The banner representing The Shire of Earngyld (Juneau) on the left, the Principality of Oertha (Alaska) on the right, and the Kingdom of the West in the middle.
The herald and noblewomen look out on the field of combat, as knights gird their armor.
The royalty of Kingdom of the West and the Principality of Oertha, preparing to welcome the fighters of Earngyld.
Story last updated at 1/19/2011 - 12:23 pm
JUNEAU - Last weekend, while many people in Juneau were getting ready to sink into the couch with some bulk Costco snacks and catch a football game, the denizens of the Shire of Earngyld were preparing for a very different kind of tournament. The local chapter of the Society for Creative Anachronism (SCA), the international medieval living history organization, hosted the 2011 Oerthan Winter Coronet.
Through a series of courts, battles, dances and feasts at the JACC, the people of Earngyld rang in the new year with clanging armor, unique devices, and flowing gowns. Also in attendance was Queen Catherine (from California), head of the entire Kingdom of the West, as well as Prince Magnus and Princess Esperanza of Oertha (the geographical area of Alaska).
It was the first time with the SCA for Destiny Sargeant - or Catherine, horse breeder of the finest stock in the kingdom. She was brought in by some friends in the group and was already energized by the event.
"I'm very excited," Sargeant said. "It's fun, good camaraderie, good history learning."
Around her neck, Catherine wears an Aquitaine sundial ring, a medieval device used to tell time. A similar ring was purportedly given to Henry II by Eleanor of Aquitaine in the 12th century, and is engraved with the words "carpe diem" along the inside.

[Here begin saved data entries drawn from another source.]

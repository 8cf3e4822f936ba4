//! Snapshot diffing against a watermark, and the live view that new rows merge into.

#![allow(missing_docs)]

use std::collections::HashSet;
use std::time::{Duration, Instant};

use crate::model::record::{Record, SequenceKey};

/// Outcome of classifying one snapshot against the scope's watermark.
#[derive(Debug, Clone, PartialEq)]
pub struct SnapshotDiff {
    /// Records newer than the watermark, most recent first.
    pub new_records: Vec<Record>,
    /// Maximum key across the whole snapshot; `None` only for an empty snapshot.
    pub next_watermark: Option<SequenceKey>,
    /// The watermark was the sentinel, so every record counts as new.
    pub first_load: bool,
}

/// Classify a raw snapshot against `watermark`.
///
/// The snapshot is sorted by key descending and duplicate keys are collapsed
/// (first occurrence wins). On first load every record is new.
#[must_use]
pub fn diff_snapshot(mut snapshot: Vec<Record>, watermark: Option<&SequenceKey>) -> SnapshotDiff {
    snapshot.sort_by(|a, b| b.key.cmp(&a.key));
    snapshot.dedup_by(|later, earlier| later.key == earlier.key);

    let next_watermark = snapshot.first().map(|record| record.key.clone());
    let new_records = match watermark {
        None => snapshot,
        Some(mark) => snapshot
            .into_iter()
            .take_while(|record| record.key > *mark)
            .collect(),
    };

    SnapshotDiff {
        new_records,
        next_watermark,
        first_load: watermark.is_none(),
    }
}

// ──────────────────── live view ────────────────────

/// One displayed row.
#[derive(Debug, Clone, PartialEq)]
pub struct ViewRow {
    pub record: Record,
    /// Set on incremental inserts; cleared by [`LiveView::expire_fresh`].
    pub fresh_until: Option<Instant>,
}

impl ViewRow {
    #[must_use]
    pub fn is_fresh(&self, now: Instant) -> bool {
        self.fresh_until.is_some_and(|deadline| now < deadline)
    }
}

/// The rows currently displayed for the active view, most recent first.
///
/// Existing rows are never reordered or removed by a merge.
#[derive(Debug, Default, Clone)]
pub struct LiveView {
    rows: Vec<ViewRow>,
    keys: HashSet<SequenceKey>,
}

impl LiveView {
    #[must_use]
    pub fn new() -> Self {
        Self::default()
    }

    #[must_use]
    pub fn rows(&self) -> &[ViewRow] {
        &self.rows
    }

    pub fn records(&self) -> impl Iterator<Item = &Record> {
        self.rows.iter().map(|row| &row.record)
    }

    #[must_use]
    pub fn len(&self) -> usize {
        self.rows.len()
    }

    #[must_use]
    pub fn is_empty(&self) -> bool {
        self.rows.is_empty()
    }

    #[must_use]
    pub fn contains(&self, key: &SequenceKey) -> bool {
        self.keys.contains(key)
    }

    /// Prepend the diff's new records and return the keys actually inserted.
    ///
    /// Incremental inserts carry a fresh marker until `now + fresh_for`; a
    /// first load renders plain. Keys already displayed are skipped.
    pub fn merge(&mut self, diff: SnapshotDiff, now: Instant, fresh_for: Duration) -> Vec<SequenceKey> {
        let fresh_until = if diff.first_load {
            None
        } else {
            Some(now + fresh_for)
        };

        let mut inserted = Vec::with_capacity(diff.new_records.len());
        let mut incoming = Vec::with_capacity(diff.new_records.len());
        for record in diff.new_records {
            if self.keys.insert(record.key.clone()) {
                inserted.push(record.key.clone());
                incoming.push(ViewRow {
                    record,
                    fresh_until,
                });
            }
        }

        if !incoming.is_empty() {
            incoming.append(&mut self.rows);
            self.rows = incoming;
        }
        inserted
    }

    /// Clear markers whose deadline has passed; returns the keys that changed.
    pub fn expire_fresh(&mut self, now: Instant) -> Vec<SequenceKey> {
        let mut expired = Vec::new();
        for row in &mut self.rows {
            if let Some(deadline) = row.fresh_until
                && now >= deadline
            {
                row.fresh_until = None;
                expired.push(row.record.key.clone());
            }
        }
        expired
    }

    /// Earliest pending fresh deadline, for scheduling the next expiry pass.
    #[must_use]
    pub fn next_fresh_deadline(&self) -> Option<Instant> {
        self.rows.iter().filter_map(|row| row.fresh_until).min()
    }

    pub fn clear(&mut self) {
        self.rows.clear();
        self.keys.clear();
    }
}

/// Presentation-facing state of the active view.
#[derive(Debug, Clone, PartialEq, Eq)]
pub enum ViewStatus {
    /// No view active.
    Inactive,
    /// Activated, waiting for the first snapshot.
    Loading,
    /// At least one snapshot rendered.
    Live,
    /// Snapshots so far were empty.
    Empty,
    /// Last tick failed; polling continues.
    Error {
        message: String,
        consecutive_failures: u32,
    },
}

#[cfg(test)]
mod tests {
    use super::*;
    use crate::model::record::LogEvent;

    fn log(id: u64) -> Record {
        Record::log(
            id,
            None,
            LogEvent {
                tag: "SYS".to_string(),
                message: format!("event {id}"),
            },
        )
    }

    fn keys(records: &[Record]) -> Vec<u64> {
        records
            .iter()
            .map(|r| match r.key {
                SequenceKey::Id(id) => id,
                SequenceKey::Timestamp(_) => unreachable!(),
            })
            .collect()
    }

    #[test]
    fn first_load_returns_everything_sorted_descending() {
        let diff = diff_snapshot(vec![log(3), log(5), log(1)], None);
        assert!(diff.first_load);
        assert_eq!(keys(&diff.new_records), vec![5, 3, 1]);
        assert_eq!(diff.next_watermark, Some(SequenceKey::Id(5)));
    }

    #[test]
    fn only_keys_above_watermark_are_new() {
        let mark = SequenceKey::Id(5);
        let diff = diff_snapshot(vec![log(7), log(5), log(3), log(1)], Some(&mark));
        assert!(!diff.first_load);
        assert_eq!(keys(&diff.new_records), vec![7]);
        assert_eq!(diff.next_watermark, Some(SequenceKey::Id(7)));
    }

    #[test]
    fn watermark_from_whole_snapshot_even_without_new_rows() {
        let mark = SequenceKey::Id(9);
        let diff = diff_snapshot(vec![log(4), log(2)], Some(&mark));
        assert!(diff.new_records.is_empty());
        assert_eq!(diff.next_watermark, Some(SequenceKey::Id(4)));
    }

    #[test]
    fn duplicate_keys_in_snapshot_collapse() {
        let diff = diff_snapshot(vec![log(2), log(2), log(1)], None);
        assert_eq!(keys(&diff.new_records), vec![2, 1]);
    }

    #[test]
    fn empty_snapshot_has_no_watermark() {
        let diff = diff_snapshot(Vec::new(), None);
        assert!(diff.new_records.is_empty());
        assert!(diff.next_watermark.is_none());
    }

    #[test]
    fn merge_prepends_and_marks_increments_fresh() {
        let now = Instant::now();
        let fresh = Duration::from_secs(5);
        let mut view = LiveView::new();

        let first = view.merge(diff_snapshot(vec![log(1), log(3)], None), now, fresh);
        assert_eq!(first, vec![SequenceKey::Id(3), SequenceKey::Id(1)]);
        assert!(view.rows().iter().all(|row| row.fresh_until.is_none()));

        let mark = SequenceKey::Id(3);
        let inserted = view.merge(
            diff_snapshot(vec![log(4), log(3), log(1)], Some(&mark)),
            now,
            fresh,
        );
        assert_eq!(inserted, vec![SequenceKey::Id(4)]);

        let order: Vec<Record> = view.records().cloned().collect();
        assert_eq!(keys(&order), vec![4, 3, 1]);
        assert!(view.rows()[0].is_fresh(now));
        assert!(!view.rows()[1].is_fresh(now));
        assert_eq!(view.next_fresh_deadline(), Some(now + fresh));
    }

    #[test]
    fn merge_skips_keys_already_displayed() {
        let now = Instant::now();
        let mut view = LiveView::new();
        view.merge(diff_snapshot(vec![log(2)], None), now, Duration::ZERO);

        let stale_mark = SequenceKey::Id(1);
        let inserted = view.merge(
            diff_snapshot(vec![log(2), log(1)], Some(&stale_mark)),
            now,
            Duration::ZERO,
        );
        assert!(inserted.is_empty());
        assert_eq!(view.len(), 1);
    }

    #[test]
    fn expire_fresh_clears_only_past_deadlines() {
        let now = Instant::now();
        let mut view = LiveView::new();
        view.merge(diff_snapshot(vec![log(1)], None), now, Duration::ZERO);
        let mark = SequenceKey::Id(1);
        view.merge(
            diff_snapshot(vec![log(2), log(1)], Some(&mark)),
            now,
            Duration::from_secs(3),
        );

        assert!(view.expire_fresh(now + Duration::from_secs(1)).is_empty());
        let expired = view.expire_fresh(now + Duration::from_secs(3));
        assert_eq!(expired, vec![SequenceKey::Id(2)]);
        assert!(view.next_fresh_deadline().is_none());
    }
}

The "real" world is divided up into various kingdoms by the SCA. The Shire of Earngyld is the region for Southeast Alaska. It does not have its own presiding royalty, but instead is ruled by the populace. It is in turn a part of the Principality of Oertha (Alaska), which is of the Kingdom of the West, the oldest established kingdom in the SCA and covering parts of the western U.S. as well as the "Far West" (including Japan). So the Oerthan Winter Coronet is the rough equivalent of the "state finals" to decide upon a new prince and princess.
Though there was plenty of action - clinking armor and furious fighting - there is more to the SCA than just men (and women) "hitting each other with sticks" or slipping on a jerkin. There is an entire DIY culture bred into the hobby, with the members not only working on constructing some of their own armor and weaponry, but also other period items.
There is a great interest in technology, cuisine and, of course, alcohol of the period. Homemade meads, ales and cordials are a staple of any good reenactment.
Once you decide on a character to fill the role of, you aren't stuck with them for good. If you don't like your current persona, you can always kill them off in some violent death. One woman he heard about had been widowed seven times, said Earngyld Constable Hagar MacAndrew (in waking life known as Vince Anderson).
"Well, her last husband for some reason, he got drunk, he fell down the stairs and was stabbed by a spear seven times before he died," he said. "You make up your own stories as you want."
Anderson said that being able to don new personas and have fun with them is the best part of the gatherings. Even a newbie visitor dressed in a borrowed tunic can think about his options.
"You came into this SCA event as a, oh what the heck, a Mongolian spy," he said.
Anderson constructs items for use by the members, including thrones and supply boxes, all wood pegged and jointed by hand. He and his wife Charlotte have been involved in the SCA since 1994, though they changed kingdoms when they came north. Charlotte originally started out as "Patricia MacAndrew," but the persona didn't reflect the epoch she wanted to explore further. She became Lady Aneria verch Thomas, a bonny lass born in 1267 Welch parents on the Isle of Anglesey.
What will become of her previous avatar?
"Patricia will probably do an untimely death, I haven't quite figured that one out yet," she said. "Shipwrecked or massacred."
After the opening court, where everyone swore fealty to Queen Catherine, the competitors clanked along, picking their rivals, readying their weapons, and steadying their nerves. Anyone who has not seen SCA fighting live might be surprised at how fierce - while honor-bound, courteous and safe - the combat can be. The players don't mess around. Though protected with gear designed to take a hit, someone can get brought down hard if they're not careful.
The battles can be over quickly, especially with the more practiced fighters, who can quickly bring someone to their knees and disable their shield arm. Everyone helps their hapless victim up at the end of the day, and can be heard laughing and celebrating that they all live on for another day ... unless they decide their persona is growing stale. Then all bets are off.
Also, a word to the wise for any intrepid visitor traveling incognito amidst the royal court as a Mongolian spy: beware the Vikings. They're onto us.